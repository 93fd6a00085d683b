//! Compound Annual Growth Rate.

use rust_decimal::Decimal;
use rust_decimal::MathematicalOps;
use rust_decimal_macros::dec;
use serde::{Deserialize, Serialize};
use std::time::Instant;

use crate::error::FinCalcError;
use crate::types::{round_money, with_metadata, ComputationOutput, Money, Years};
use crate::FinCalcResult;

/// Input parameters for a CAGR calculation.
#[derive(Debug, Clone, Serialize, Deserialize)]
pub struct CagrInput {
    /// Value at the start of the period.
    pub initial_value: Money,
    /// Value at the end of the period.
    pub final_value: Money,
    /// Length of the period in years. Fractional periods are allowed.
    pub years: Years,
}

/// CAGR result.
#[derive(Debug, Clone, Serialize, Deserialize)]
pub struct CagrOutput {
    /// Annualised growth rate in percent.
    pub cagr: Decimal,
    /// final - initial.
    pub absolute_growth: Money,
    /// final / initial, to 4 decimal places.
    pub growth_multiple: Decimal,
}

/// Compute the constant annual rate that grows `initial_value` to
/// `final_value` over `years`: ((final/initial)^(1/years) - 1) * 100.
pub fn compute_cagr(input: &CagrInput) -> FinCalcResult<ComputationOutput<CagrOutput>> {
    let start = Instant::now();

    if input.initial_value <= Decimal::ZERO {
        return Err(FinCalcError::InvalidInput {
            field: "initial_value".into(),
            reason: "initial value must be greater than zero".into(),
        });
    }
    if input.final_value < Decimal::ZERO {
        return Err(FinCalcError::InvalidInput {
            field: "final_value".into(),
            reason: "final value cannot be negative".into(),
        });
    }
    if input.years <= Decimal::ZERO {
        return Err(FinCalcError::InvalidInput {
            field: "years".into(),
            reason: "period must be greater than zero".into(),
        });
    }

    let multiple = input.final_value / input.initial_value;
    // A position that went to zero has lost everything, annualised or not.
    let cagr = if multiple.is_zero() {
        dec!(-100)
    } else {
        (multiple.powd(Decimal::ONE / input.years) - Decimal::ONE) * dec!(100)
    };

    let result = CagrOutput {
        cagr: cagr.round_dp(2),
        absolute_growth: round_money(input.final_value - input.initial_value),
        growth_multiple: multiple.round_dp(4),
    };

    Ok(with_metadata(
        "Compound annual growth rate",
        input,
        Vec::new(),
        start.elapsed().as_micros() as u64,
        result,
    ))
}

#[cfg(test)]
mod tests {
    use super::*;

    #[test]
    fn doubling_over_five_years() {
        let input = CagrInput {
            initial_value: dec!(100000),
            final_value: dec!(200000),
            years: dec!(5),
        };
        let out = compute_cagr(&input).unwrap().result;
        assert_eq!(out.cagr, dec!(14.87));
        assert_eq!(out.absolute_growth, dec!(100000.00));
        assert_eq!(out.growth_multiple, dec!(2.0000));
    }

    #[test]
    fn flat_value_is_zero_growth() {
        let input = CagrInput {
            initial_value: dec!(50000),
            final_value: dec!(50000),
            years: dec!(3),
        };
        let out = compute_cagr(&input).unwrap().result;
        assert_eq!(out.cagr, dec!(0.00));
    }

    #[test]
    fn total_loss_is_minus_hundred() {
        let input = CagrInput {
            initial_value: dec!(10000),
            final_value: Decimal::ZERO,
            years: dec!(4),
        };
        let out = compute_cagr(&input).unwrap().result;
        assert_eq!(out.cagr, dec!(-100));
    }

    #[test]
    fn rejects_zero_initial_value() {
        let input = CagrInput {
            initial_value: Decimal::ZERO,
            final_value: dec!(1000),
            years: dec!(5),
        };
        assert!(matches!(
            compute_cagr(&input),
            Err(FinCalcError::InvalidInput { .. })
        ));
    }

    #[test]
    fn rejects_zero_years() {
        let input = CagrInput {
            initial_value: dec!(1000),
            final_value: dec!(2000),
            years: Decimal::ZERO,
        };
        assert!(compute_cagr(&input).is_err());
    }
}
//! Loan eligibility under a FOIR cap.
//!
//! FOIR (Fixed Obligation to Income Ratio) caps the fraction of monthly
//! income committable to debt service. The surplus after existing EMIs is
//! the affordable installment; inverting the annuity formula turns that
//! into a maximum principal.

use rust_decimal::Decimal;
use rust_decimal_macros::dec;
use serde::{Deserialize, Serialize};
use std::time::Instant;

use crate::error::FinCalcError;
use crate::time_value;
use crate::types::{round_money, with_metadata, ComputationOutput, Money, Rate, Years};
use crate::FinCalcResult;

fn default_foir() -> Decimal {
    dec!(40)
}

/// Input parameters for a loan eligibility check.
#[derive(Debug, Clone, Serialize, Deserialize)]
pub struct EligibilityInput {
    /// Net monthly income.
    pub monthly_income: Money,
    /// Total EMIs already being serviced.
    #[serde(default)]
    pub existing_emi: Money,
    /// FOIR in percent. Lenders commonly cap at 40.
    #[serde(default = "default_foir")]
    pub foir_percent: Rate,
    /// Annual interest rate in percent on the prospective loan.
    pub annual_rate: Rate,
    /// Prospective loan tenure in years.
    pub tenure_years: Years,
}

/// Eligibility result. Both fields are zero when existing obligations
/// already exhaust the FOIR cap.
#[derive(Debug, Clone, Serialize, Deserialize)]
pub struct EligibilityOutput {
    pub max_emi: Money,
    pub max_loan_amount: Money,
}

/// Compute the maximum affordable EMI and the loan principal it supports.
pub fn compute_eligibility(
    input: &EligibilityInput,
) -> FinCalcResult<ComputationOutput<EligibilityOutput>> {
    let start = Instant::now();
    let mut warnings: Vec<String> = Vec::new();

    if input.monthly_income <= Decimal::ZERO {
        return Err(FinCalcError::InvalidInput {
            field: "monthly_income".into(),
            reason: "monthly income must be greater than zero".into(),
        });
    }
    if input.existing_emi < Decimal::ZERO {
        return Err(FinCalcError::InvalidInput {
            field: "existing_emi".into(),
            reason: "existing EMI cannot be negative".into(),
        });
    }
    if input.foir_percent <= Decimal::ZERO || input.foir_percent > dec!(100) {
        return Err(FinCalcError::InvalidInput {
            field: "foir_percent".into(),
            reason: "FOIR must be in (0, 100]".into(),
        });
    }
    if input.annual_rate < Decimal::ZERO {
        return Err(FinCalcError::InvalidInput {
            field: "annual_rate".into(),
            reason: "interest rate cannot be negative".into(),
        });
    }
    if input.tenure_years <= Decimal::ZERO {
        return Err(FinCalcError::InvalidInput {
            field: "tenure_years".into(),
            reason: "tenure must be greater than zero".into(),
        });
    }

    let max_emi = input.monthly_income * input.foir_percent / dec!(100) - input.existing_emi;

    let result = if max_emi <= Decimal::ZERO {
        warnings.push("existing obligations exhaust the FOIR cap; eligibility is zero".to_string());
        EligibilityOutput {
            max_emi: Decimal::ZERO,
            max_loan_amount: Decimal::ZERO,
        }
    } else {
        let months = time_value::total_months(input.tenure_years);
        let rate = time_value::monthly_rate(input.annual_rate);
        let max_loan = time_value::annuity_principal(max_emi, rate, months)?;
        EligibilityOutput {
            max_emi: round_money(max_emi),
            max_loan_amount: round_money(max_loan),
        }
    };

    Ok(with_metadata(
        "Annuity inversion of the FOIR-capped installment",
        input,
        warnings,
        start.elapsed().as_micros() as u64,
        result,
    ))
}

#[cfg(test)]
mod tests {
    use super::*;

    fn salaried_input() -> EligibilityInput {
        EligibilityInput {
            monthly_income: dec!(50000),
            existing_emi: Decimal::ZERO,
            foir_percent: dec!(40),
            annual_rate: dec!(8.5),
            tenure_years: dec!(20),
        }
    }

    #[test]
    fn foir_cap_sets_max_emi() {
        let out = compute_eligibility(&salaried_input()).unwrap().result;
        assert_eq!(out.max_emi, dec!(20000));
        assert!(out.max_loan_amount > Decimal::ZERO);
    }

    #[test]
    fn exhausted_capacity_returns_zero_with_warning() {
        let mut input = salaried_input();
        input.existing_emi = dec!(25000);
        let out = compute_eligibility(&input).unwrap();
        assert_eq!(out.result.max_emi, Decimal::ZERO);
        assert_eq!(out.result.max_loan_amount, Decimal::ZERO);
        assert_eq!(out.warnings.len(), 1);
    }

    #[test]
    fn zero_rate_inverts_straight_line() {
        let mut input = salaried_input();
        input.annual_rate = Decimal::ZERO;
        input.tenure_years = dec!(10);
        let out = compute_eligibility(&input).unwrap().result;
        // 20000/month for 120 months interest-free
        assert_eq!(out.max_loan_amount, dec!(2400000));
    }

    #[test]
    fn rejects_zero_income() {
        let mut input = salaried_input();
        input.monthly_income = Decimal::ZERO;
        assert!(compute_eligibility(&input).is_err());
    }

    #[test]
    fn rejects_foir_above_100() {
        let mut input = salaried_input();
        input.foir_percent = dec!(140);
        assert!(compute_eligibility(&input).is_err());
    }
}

===

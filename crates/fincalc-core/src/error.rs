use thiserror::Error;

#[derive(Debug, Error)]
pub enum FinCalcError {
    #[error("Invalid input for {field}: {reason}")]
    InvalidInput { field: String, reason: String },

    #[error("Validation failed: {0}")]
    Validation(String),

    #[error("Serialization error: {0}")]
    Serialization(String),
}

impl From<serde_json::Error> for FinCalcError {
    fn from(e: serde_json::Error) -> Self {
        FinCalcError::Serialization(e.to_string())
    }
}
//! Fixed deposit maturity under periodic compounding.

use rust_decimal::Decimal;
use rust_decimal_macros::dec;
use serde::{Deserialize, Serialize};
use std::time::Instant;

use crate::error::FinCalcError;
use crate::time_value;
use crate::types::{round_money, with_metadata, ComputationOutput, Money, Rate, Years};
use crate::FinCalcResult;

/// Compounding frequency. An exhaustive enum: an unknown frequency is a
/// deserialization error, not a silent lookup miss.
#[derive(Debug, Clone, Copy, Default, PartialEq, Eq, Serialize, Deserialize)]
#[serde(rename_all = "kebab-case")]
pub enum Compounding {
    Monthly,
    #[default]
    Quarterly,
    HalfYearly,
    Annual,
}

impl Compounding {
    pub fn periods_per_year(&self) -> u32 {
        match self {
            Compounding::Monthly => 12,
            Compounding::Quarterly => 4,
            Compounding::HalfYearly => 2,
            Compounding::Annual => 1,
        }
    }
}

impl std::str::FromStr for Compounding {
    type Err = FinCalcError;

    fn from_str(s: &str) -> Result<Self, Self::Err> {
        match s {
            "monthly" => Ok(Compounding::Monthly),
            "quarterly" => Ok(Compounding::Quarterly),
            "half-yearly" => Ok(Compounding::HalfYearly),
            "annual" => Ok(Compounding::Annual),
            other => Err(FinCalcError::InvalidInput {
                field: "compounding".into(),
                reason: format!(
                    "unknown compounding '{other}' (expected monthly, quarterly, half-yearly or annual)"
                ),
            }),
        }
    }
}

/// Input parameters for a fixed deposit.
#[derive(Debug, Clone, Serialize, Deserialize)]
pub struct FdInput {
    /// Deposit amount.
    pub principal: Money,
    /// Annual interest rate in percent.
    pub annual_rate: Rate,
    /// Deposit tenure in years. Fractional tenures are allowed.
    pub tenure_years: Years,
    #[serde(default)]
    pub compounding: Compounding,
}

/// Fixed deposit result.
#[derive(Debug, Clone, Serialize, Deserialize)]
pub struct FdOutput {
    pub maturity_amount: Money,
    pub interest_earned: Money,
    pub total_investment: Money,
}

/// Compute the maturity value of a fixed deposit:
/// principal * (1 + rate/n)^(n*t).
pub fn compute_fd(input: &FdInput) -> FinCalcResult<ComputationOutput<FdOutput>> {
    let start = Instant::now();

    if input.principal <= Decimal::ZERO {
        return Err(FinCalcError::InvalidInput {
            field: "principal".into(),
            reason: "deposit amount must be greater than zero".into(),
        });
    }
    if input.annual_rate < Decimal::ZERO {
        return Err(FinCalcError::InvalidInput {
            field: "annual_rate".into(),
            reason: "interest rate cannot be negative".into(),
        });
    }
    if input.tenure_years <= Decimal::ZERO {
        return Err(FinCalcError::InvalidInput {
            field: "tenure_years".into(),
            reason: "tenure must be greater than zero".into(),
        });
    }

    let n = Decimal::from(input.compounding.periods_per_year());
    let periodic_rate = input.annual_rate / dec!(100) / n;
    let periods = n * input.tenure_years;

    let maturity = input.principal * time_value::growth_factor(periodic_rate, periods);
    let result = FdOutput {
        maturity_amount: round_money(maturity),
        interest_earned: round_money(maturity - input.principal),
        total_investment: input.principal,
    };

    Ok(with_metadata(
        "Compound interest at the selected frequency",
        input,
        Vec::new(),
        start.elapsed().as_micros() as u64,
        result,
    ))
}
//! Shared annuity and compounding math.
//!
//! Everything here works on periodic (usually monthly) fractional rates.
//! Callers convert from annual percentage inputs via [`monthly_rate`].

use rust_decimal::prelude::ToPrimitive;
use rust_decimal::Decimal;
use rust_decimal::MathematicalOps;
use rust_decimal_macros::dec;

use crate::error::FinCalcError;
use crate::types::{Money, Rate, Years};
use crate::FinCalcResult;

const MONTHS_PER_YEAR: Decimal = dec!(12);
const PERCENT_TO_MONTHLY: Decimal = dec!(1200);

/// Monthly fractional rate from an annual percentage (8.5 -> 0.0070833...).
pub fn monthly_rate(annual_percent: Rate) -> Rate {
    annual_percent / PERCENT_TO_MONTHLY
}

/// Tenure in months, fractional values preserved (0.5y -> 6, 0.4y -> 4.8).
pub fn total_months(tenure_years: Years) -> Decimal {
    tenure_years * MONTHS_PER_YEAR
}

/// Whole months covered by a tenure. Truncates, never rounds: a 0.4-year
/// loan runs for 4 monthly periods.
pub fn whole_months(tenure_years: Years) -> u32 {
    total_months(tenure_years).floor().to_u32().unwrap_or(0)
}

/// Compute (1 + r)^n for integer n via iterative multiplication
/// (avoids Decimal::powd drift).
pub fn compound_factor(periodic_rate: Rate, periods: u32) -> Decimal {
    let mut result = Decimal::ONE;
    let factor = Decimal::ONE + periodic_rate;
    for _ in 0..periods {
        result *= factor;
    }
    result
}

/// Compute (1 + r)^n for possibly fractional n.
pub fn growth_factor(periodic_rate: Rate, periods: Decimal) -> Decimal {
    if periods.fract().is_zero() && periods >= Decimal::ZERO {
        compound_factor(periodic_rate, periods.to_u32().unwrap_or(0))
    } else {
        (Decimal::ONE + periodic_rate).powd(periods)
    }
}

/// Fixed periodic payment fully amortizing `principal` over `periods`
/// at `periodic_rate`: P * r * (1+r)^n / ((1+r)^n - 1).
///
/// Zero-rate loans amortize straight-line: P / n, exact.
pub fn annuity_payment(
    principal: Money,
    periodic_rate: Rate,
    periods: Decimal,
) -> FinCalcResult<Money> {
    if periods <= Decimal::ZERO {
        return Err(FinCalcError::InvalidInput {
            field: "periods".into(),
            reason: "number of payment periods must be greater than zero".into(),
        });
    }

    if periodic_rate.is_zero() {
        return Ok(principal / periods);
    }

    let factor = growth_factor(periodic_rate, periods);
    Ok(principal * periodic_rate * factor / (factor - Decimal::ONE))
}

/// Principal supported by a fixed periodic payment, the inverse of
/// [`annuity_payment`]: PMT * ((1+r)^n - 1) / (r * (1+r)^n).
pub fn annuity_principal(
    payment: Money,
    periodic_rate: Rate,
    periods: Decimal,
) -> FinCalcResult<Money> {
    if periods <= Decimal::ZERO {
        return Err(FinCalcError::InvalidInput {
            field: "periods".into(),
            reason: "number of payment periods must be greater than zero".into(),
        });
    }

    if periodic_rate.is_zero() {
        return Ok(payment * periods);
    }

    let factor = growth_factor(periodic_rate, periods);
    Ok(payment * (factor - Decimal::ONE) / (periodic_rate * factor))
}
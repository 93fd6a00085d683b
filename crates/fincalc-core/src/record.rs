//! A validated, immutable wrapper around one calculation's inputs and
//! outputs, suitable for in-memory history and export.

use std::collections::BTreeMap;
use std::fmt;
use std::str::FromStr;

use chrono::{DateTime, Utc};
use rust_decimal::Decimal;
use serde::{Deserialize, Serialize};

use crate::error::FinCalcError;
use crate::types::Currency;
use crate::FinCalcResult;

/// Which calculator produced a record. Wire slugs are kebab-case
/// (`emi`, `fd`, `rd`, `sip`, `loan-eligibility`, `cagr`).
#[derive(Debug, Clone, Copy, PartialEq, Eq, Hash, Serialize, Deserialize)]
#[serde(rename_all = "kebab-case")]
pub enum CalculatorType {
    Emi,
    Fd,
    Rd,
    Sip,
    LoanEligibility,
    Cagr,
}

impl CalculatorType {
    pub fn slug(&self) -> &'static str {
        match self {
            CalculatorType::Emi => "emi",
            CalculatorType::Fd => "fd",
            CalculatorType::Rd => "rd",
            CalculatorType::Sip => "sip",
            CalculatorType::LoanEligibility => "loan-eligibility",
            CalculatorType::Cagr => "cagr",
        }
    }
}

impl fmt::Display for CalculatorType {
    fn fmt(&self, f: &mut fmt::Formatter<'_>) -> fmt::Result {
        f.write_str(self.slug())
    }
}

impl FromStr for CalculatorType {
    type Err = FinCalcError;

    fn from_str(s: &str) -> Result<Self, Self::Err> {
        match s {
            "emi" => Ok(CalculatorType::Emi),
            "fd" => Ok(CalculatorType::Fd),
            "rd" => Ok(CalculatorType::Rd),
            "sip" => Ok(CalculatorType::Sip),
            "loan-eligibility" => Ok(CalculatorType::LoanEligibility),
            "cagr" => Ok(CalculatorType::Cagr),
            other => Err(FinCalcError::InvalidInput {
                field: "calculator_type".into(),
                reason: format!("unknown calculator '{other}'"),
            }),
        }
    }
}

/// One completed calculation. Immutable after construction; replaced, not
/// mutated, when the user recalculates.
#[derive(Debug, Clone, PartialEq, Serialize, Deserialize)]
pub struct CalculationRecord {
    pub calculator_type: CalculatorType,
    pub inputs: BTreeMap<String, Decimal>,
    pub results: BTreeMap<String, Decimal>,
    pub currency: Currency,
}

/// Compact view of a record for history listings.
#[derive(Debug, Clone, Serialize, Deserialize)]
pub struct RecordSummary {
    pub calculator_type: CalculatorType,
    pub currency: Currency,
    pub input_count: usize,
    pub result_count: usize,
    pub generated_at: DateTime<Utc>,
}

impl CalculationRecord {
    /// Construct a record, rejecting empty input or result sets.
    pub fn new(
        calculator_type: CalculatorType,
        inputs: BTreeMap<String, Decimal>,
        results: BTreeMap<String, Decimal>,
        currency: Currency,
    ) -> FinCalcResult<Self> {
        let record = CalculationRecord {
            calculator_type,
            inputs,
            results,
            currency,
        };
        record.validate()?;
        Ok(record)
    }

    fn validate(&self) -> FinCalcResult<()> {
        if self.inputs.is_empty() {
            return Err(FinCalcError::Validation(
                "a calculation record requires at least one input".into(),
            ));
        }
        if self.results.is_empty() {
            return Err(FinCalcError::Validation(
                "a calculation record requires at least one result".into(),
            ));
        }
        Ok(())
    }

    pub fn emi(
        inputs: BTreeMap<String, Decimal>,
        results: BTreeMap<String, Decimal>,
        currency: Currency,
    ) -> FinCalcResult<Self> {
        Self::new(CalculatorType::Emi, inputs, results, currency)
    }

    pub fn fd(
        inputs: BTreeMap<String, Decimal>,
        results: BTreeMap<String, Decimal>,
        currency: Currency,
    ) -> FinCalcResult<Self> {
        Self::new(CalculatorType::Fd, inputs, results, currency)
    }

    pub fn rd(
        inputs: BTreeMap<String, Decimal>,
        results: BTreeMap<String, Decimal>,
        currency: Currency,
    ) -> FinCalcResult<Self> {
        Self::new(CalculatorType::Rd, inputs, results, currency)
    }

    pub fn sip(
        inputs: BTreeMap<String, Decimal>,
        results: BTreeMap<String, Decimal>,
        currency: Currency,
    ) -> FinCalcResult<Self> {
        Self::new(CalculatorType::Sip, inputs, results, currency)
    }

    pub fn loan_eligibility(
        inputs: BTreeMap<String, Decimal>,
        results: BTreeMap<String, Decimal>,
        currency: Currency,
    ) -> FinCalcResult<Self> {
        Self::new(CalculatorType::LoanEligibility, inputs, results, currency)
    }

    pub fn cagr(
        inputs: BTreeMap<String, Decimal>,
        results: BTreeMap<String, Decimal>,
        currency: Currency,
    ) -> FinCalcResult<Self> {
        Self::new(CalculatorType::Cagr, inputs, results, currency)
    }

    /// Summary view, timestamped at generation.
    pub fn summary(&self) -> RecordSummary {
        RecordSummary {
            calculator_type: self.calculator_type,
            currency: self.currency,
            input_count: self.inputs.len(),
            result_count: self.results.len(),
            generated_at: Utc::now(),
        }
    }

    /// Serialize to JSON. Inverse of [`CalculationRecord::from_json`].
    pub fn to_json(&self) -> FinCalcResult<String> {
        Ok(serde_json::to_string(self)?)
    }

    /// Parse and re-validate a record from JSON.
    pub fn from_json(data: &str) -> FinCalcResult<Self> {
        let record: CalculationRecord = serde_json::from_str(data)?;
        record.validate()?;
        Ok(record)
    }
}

===

> **WORK ORDER**
Working from the material above, restate word for word the lines between the line with "tenure_years * MONTHS_PER_YEAR" and the line with "via iterative multiplication", both included, and only those.

> **RESULT**
    tenure_years * MONTHS_PER_YEAR
}

/// Whole months covered by a tenure. Truncates, never rounds: a 0.4-year
/// loan runs for 4 monthly periods.
pub fn whole_months(tenure_years: Years) -> u32 {
    total_months(tenure_years).floor().to_u32().unwrap_or(0)
}

/// Compute (1 + r)^n for integer n via iterative multiplication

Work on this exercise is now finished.